For me, small expenses such as a coffee are not a problem. The main problem comes from large expenses, especially those that we put off to the future (i.e. debt). I will explain this in further detail later in this post.

Back to my job…I think I love my work right now because I don’t need to work. I’m happy to put in extra work after hours and over the weekend. I am not a manager or an executive or anything. I am still quite junior. If suddenly things go wrong and I end up with a bad manager, I am confident I can transfer to another area. If things really go bad and I cannot transfer for whatever reason, I can just quit and do something else. I plan to just pack up and go to Chiang Mai and become a freelance web developer. Even if I am not successful, it doesn’t matter because I live off dividends, but it would be nice to work on my own terms.

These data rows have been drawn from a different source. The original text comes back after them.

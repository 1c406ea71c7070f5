//! URL shortener service.
//!
//! This crate provides the service layer on top of the storage contract
//! and the short id generators. Storage types are re-exported from
//! `shorty_core`.

pub mod error;
pub mod generator;
pub mod service;

pub use error::{Result, ShortenerError};
pub use generator::random::RandomGenerator;
pub use generator::seq::SeqGenerator;
pub use generator::Generator;
pub use service::{BatchItem, BatchResult, Shortened, ShortenerService, UserUrl};
pub use shorty_core::{Stats, Storage, StorageError};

Recently UberEATS has opened up in my area. I thought about signing up for it and working on the weekend, but I have decided against that because I actually want to use the weekend to focus on learning how to code so that I can be a remote coder or a digital nomad. Today at the library I spent about an hour on Codecademy. I wish I spend my university days studying computer science or software engineering, but my major was in economics, which wasn’t that bad, but if I had to choose again I wouldn’t major in economics. Instead I’d study a tech degree instead. Luckily, many tech workers learn a lot of what they learn online, and they are self-taught, so that gives me hope that I can change careers.

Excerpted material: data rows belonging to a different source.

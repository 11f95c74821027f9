//! Values tagged with the provenance tier that produced them.

use std::fmt;

use serde::{Deserialize, Serialize};

/// Which resolution source produced a value.
///
/// Ordered by precedence: `ExplicitlyProvided > FromOptions > Fallback >
/// FromParentProject`.
#[derive(Debug, Clone, Copy, PartialEq, Eq, PartialOrd, Ord, Hash, Serialize, Deserialize)]
#[serde(rename_all = "snake_case")]
pub enum ProvenanceTier {
    /// Inherited from the enclosing project.
    FromParentProject,
    /// Discovered by probing the workspace or the environment.
    Fallback,
    /// Read from a saved option.
    FromOptions,
    /// Passed in directly by the caller.
    ExplicitlyProvided,
}

impl fmt::Display for ProvenanceTier {
    fn fmt(&self, f: &mut fmt::Formatter<'_>) -> fmt::Result {
        let s = match self {
            ProvenanceTier::FromParentProject => "project",
            ProvenanceTier::Fallback => "fallback",
            ProvenanceTier::FromOptions => "options",
            ProvenanceTier::ExplicitlyProvided => "explicit",
        };
        f.write_str(s)
    }
}

/// A value plus the tier it was resolved from.
#[derive(Debug, Clone, PartialEq, Eq, Serialize, Deserialize)]
pub struct Parameter<T> {
    pub value: T,
    pub source: ProvenanceTier,
}

impl<T> Parameter<T> {
    pub fn new(value: T, source: ProvenanceTier) -> Self {
        Self { value, source }
    }

    /// Keep `self` if it outranks a parent-project value, else take
    /// `fallback`.
    pub fn reduce(self, fallback: Parameter<T>) -> Parameter<T> {
        if self.source > ProvenanceTier::FromParentProject {
            self
        } else {
            fallback
        }
    }
}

Freedom is the purpose of my life. Freedom gives me happiness. Freedom gives me the option to experiment with and pursue what makes me happy rather than hope that whatever circumstance I am in makes me happy. It was Robert Kiyosaki who introduced me to the importance of cash flow, and I think freedom and slavery can be thought of in terms of cash flow. As much as possible, you want to increase passive income and decrease future obligations. Future obligations are expectations (including the risk) that in the future money will flow away from you. If you take on debt (e.g. a car loan and even a home loan) then in the future some debt collector will take money from you, which forces you to work. Anything that forces you to do something means that you have fewer choices, and so your freedom goes down and your level of slavery increases. Most people think this only applies to monetary debt, which is obvious because it is written down and it’s clear, but even e.g. having children creates future obligations that tie you down. The more you avoid debt, obligation, and commitment, then you increase freedom and reduce slavery. The words “commitment” and “responsibility” or even “duty” are just euphemisms for debt and slavery. If you tell a slave that he must clean a toilet because he is a slave, he will likely try to revolt or may reluctantly clean the toilet and will probably do a bad job at it because his heart is not in it. However, if you reframe and tell the slave that he must clean the toilet because it is his duty or responsibility, he will likely clean the toilet with pride and enthusiasm. So it is that many men proudly work 60+ hours per week at a job they hate just to fund the mortgage on the mansion, the children’s private school fees, the loan for the luxury car, and maybe even a stay-at-home wife as well. If they shirk these obligations, they are told that they are not “responsible” or that they are not fulfilling their “duty” and that they need to “man up” and get back to wage slavery.

In all these situations (car loan, home loan, credit card debt, children, school fees, etc), there is an expectation that money will flow away from you in the future.

Alternatively, if you create passive income from dividend income or even e-book royalties, Adsense revenue, Amazon affiliate revenue, etc, then there is an expectation that money will flow towards you in the future. You then have a choice of what to do with this money. This gives you freedom. It gives you more options rather than reducing your options. It results in less slavery and more freedom.

As much as possible, make money flow towards you in the future rather than away from you. In practice, this means getting rid of all debt, commitment, obligations while simultaneously increasing passive income, mainly from savings, investments, and building businesses.